Saved data entries |
- - -
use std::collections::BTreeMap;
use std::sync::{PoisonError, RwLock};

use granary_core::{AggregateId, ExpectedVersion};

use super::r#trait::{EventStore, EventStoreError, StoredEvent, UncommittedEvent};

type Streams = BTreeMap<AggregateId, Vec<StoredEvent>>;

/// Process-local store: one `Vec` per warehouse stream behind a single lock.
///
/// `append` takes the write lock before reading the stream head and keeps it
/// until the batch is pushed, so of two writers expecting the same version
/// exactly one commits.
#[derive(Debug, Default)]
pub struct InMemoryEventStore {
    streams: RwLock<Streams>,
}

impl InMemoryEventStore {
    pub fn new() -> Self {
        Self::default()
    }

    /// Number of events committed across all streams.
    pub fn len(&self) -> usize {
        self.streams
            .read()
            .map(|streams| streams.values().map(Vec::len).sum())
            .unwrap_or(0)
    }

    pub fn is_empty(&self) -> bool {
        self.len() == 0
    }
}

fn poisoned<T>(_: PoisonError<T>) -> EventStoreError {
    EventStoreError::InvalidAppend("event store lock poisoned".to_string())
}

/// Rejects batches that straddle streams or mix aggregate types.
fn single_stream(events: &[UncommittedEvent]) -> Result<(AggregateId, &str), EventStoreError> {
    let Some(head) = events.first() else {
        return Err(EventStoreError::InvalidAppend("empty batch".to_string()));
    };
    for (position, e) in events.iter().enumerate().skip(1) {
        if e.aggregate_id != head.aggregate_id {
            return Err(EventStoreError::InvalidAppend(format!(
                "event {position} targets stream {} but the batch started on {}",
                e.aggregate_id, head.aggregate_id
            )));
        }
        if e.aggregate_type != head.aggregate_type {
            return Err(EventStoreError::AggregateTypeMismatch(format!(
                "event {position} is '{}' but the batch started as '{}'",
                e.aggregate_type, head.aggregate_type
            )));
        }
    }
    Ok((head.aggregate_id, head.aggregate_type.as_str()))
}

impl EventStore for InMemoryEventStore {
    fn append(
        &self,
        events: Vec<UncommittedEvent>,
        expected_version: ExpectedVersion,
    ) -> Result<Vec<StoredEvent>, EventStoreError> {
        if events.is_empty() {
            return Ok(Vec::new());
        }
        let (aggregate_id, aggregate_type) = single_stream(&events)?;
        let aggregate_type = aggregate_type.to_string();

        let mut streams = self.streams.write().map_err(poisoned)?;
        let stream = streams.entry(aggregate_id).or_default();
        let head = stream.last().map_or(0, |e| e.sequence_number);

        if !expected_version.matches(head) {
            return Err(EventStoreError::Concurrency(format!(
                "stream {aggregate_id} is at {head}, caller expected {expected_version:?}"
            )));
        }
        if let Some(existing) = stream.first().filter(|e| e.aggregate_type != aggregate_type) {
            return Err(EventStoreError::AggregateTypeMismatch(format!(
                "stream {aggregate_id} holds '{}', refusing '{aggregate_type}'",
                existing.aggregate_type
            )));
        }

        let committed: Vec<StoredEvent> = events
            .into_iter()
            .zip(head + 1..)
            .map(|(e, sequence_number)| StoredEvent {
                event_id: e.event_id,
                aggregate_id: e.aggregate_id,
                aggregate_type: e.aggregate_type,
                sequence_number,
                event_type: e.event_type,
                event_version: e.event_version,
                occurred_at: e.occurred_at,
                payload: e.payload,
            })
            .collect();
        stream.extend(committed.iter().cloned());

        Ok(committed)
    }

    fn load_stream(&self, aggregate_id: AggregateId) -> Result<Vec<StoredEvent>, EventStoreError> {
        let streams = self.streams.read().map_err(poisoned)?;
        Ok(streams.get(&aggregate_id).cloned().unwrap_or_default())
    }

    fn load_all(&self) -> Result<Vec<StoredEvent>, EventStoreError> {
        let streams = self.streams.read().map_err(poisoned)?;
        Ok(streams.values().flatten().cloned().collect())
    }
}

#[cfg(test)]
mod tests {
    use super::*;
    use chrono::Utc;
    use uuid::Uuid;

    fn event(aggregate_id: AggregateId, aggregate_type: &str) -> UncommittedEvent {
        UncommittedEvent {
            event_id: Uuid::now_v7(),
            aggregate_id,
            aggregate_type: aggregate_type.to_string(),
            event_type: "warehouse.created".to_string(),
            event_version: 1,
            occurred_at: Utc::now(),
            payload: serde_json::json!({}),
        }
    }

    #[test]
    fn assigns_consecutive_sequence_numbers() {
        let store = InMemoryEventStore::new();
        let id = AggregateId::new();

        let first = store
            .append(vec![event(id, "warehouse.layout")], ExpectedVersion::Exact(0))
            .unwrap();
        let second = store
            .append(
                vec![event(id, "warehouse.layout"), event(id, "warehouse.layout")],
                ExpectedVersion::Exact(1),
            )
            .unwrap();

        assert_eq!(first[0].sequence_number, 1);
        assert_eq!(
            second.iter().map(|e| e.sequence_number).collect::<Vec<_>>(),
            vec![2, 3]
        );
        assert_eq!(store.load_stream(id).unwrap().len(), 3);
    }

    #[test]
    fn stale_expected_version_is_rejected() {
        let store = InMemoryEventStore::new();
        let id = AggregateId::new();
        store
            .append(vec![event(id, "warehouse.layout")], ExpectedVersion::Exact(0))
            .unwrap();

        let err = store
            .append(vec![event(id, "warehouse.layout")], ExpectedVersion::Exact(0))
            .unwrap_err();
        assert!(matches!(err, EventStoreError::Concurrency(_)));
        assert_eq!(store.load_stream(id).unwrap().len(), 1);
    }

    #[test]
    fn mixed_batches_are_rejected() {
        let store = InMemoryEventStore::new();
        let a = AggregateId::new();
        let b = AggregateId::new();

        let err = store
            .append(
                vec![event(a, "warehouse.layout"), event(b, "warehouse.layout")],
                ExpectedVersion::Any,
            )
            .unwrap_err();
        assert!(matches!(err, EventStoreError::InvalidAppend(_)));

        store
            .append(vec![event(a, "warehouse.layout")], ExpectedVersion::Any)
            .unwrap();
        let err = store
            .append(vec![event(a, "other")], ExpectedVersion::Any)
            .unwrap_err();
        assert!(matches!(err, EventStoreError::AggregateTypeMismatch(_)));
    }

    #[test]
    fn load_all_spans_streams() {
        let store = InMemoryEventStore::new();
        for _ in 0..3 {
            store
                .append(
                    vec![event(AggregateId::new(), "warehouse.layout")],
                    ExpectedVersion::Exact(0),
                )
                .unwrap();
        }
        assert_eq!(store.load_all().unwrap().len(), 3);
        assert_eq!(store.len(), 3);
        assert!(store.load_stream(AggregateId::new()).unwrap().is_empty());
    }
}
- - -
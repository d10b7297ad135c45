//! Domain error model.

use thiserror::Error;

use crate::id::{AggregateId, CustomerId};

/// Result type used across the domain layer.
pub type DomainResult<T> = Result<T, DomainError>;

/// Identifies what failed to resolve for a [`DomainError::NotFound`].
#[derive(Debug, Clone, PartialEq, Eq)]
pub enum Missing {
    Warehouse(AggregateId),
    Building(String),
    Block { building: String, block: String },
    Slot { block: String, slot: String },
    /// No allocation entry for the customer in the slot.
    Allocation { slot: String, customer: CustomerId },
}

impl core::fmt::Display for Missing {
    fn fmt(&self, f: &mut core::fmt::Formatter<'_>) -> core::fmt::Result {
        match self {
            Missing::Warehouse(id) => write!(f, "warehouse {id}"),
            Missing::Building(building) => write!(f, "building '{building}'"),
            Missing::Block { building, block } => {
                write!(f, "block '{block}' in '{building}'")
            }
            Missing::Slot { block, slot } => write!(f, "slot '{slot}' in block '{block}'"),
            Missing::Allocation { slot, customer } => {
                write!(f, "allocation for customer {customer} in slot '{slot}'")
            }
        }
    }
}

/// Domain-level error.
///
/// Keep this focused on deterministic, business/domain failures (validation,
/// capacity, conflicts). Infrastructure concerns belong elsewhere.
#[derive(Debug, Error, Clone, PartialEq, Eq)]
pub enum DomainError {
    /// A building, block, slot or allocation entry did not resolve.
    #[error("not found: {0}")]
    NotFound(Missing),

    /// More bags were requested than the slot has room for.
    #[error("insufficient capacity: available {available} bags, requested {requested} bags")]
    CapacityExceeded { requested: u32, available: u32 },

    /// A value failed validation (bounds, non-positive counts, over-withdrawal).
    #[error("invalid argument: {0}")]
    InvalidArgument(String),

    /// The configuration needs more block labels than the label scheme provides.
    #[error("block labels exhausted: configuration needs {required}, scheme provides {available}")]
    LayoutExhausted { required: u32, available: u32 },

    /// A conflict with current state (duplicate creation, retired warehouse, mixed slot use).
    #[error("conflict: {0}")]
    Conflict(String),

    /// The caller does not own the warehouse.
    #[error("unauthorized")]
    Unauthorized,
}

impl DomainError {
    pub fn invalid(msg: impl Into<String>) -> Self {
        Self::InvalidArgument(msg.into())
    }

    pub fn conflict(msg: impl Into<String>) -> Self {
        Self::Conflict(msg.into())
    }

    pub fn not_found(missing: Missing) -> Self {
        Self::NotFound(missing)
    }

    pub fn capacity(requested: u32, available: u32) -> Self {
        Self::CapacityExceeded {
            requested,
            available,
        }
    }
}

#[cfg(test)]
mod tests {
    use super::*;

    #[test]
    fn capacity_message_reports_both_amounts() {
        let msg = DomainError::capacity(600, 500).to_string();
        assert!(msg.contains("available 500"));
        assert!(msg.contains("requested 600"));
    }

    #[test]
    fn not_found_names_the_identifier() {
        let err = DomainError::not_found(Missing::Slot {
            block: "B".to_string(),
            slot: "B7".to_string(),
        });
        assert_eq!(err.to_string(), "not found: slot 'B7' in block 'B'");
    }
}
- - -
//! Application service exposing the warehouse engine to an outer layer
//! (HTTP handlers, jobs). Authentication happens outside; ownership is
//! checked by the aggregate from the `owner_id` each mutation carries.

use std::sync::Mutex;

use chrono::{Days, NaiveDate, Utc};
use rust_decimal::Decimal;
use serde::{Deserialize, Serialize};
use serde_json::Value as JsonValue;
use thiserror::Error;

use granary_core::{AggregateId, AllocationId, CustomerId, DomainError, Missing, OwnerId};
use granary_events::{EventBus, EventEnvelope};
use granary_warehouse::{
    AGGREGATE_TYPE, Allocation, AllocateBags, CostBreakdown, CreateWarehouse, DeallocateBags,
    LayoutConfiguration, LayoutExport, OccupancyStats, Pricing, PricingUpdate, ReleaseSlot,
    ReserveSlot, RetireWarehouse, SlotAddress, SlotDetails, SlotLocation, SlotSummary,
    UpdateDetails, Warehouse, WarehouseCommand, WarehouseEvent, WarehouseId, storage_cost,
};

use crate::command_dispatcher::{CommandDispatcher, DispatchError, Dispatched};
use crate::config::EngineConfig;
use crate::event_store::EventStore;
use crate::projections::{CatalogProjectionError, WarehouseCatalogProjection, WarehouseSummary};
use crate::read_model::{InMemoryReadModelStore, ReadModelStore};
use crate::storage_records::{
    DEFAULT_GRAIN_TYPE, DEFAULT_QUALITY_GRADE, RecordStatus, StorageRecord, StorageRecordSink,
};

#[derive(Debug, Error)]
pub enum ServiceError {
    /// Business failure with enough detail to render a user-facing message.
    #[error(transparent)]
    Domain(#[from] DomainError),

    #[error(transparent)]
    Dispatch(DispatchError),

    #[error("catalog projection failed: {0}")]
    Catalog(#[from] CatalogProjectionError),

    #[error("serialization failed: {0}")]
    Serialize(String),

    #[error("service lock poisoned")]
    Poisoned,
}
- - -
Problem details | What is needed is the number of lines in the data that contain "existing", given with nothing else.

Solution to this problem | 2